Attached is a pretty picture of what our current understanding of species looks like at the genome level (ie the big complete picture)
Generally the darker the colour the better the match between isolates.
This particular picture is of all the currently known genome sequenced isolates of S. epidermidis.
As you can see there is a lot of white space indicating genes outside a core genome and almost no black (close to 100% match).
This could be due to:
1) Misidentified isolates being called S. epidermidis by the authors of the sequence
2) Sequencing errors
3) Plasmids being forced into alignments inappropriately
4) There really is this much genetic variation at the species level.

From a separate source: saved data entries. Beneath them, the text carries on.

use std::path::PathBuf;
use std::time::Duration;

use oneach_core::api::{
    drive_formatter, AppConfig, CliError, DispatchError, DispatchOptions, Dispatcher,
    ExecutionRequest, RunSummary, ScopeSpec,
};
use oneach_plugins::factory;
use oneach_plugins::formatters::{LineMode, TextFormatterConfig};

use crate::commands::cli::Args;

/// Everything a run needs, validated from the command line and config.
#[derive(Debug, Clone)]
pub struct Invocation {
    pub scope: ScopeSpec,
    pub request: ExecutionRequest,
    pub options: DispatchOptions,
    pub format: &'static str,
    pub text: TextFormatterConfig,
}

impl Invocation {
    pub fn from_args(
        args: &Args,
        cfg: &AppConfig,
        stderr_is_tty: bool,
    ) -> Result<Self, CliError> {
        let scope = build_scope(args)?;
        let request = build_request(args)?;

        let mut options = DispatchOptions::from_config(&cfg.dispatch).with_dry_run(args.dry_run);
        if let Some(secs) = args.exec_timeout {
            if secs == 0 {
                return Err(CliError::Usage("--exectimeout must be positive".into()));
            }
            options = options.with_exec_timeout(Duration::from_secs(secs));
        }
        if let Some(n) = args.concurrency {
            if n == 0 {
                return Err(CliError::Usage("--concurrency must be positive".into()));
            }
            options = options.with_concurrency(n);
        }
        if args.bind_ip.is_some() {
            options = options.with_bind_ip(args.bind_ip.clone());
        }

        let batched = !args.immediate;
        let line_mode = if args.oneline {
            LineMode::One
        } else if args.multiline || !batched {
            LineMode::Multi
        } else {
            LineMode::Auto
        };

        Ok(Self {
            scope,
            request,
            options,
            format: if args.jsonstream { "jsonl" } else { "text" },
            text: TextFormatterConfig {
                omit_header: args.omit_header,
                batched,
                line_mode,
                host_context: args.global_zone,
                show_progress: batched && stderr_is_tty,
                summary: !args.omit_header,
            },
        })
    }
}

fn build_scope(args: &Args) -> Result<ScopeSpec, CliError> {
    let mut scope = ScopeSpec {
        all_targets: args.all_zones,
        ..ScopeSpec::default()
    };
    if !args.zonenames.is_empty() {
        scope = scope.with_zonenames(args.zonenames.iter().cloned());
    }
    if !args.services.is_empty() {
        scope = scope.with_services(args.services.iter().cloned());
    }
    if !args.compute_nodes.is_empty() {
        scope = scope.with_compute_nodes(args.compute_nodes.iter().cloned());
    }
    if args.global_zone {
        scope = scope.in_host_context();
    }

    scope
        .validate()
        .map_err(|e| CliError::Usage(e.to_string()))?;
    Ok(scope)
}

fn build_request(args: &Args) -> Result<ExecutionRequest, CliError> {
    let has_command = !args.command.is_empty();
    let modes = [has_command, args.get.is_some(), args.put.is_some()];
    if modes.iter().filter(|m| **m).count() != 1 {
        return Err(CliError::Usage(
            "specify exactly one of a command, --get or --put".into(),
        ));
    }

    let dir = || {
        args.dir
            .clone()
            .filter(|d| !d.trim().is_empty())
            .ok_or_else(|| CliError::Usage("--get and --put require --dir".into()))
    };

    if let Some(remote_file) = &args.get {
        return Ok(ExecutionRequest::PullFile {
            remote_file: remote_file.clone(),
            local_dir: PathBuf::from(dir()?),
        });
    }
    if let Some(local_path) = &args.put {
        return Ok(ExecutionRequest::PushFile {
            local_path: local_path.clone(),
            remote_dir: dir()?,
            clobber: args.clobber,
        });
    }

    if args.dir.is_some() {
        return Err(CliError::Usage("--dir is only valid with --get or --put".into()));
    }
    let script = args.command.join(" ");
    if script.trim().is_empty() {
        return Err(CliError::Usage("command must not be empty".into()));
    }
    Ok(ExecutionRequest::RunCommand { script })
}

/// Runs one invocation to completion and returns the process exit code.
pub async fn run_app_with_config(args: Args, cfg: AppConfig) -> Result<i32, CliError> {
    let invocation = Invocation::from_args(&args, &cfg, atty::is(atty::Stream::Stderr))?;
    tracing::debug!(
        scope = ?invocation.scope,
        operation = %invocation.request.kind(),
        concurrency = invocation.options.concurrency,
        "validated invocation"
    );

    let mut formatter = factory::build_formatter(invocation.format, invocation.text)
        .map_err(|e| CliError::Usage(e.to_string()))?;
    let topology = factory::build_topology(&cfg).map_err(|e| CliError::Config(e.to_string()))?;

    let mut dispatcher = Dispatcher::builder(invocation.scope, invocation.request)
        .options(invocation.options)
        .transport_config(cfg.transport.clone())
        .topology(topology)
        .connector(factory::build_connector())
        .identity(factory::build_identity())
        .build()
        .map_err(DispatchError::from)?;

    let (tx, rx) = dispatcher.result_channel();
    let consumer = tokio::spawn(async move { drive_formatter(formatter.as_mut(), rx).await });

    let outcome = dispatcher.run(tx).await;
    let rendered = consumer
        .await
        .map_err(|e| CliError::Output(format!("formatter task failed: {}", e)))?;

    let summary = outcome?;
    rendered.map_err(|e| CliError::Output(e.to_string()))?;
    Ok(exit_code_for_summary(&summary))
}

pub fn exit_code_for_summary(summary: &RunSummary) -> i32 {
    if summary.dry_run || summary.all_succeeded() {
        0
    } else {
        1
    }
}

Assuming 4) is true, there are a number of interesting consequential ideas:
a) All previous ideas regarding the concept of clonality need to be completely re-evaluated with all non-genomic previous papers claiming clonality disregarded in this aspect.
b) PCR tests and PCR sequencing tests, MMLVA, MLST of genes like rRNA, cytochrome oxidase and other housekeeping genes can be used to group isolates but these groupings only relate to evolutionary history and say very little about what a bacterial isolate currently is.
c) In terms of pathobiology, the term species is almost meaningless. A single base pair mutation in one regulatory gene can fundamentally change how a isolate interacts with a host and how easily it is triggered to cause disease. Given the huge number of differences between isolates of the same species, it is invalid logic to make any pathobiologic statements or assumptions at the species level.
d) Given the genomic differences at the species level, it is completely invalid logic to expect to make a single vaccine or antimicrobial to protect against an entire species of bacteria that do not burn down the house to keep warm (obligately virulent). At best we could hope to make a vaccine against a single isolate, or tight group of closely related, recently diverged isolates.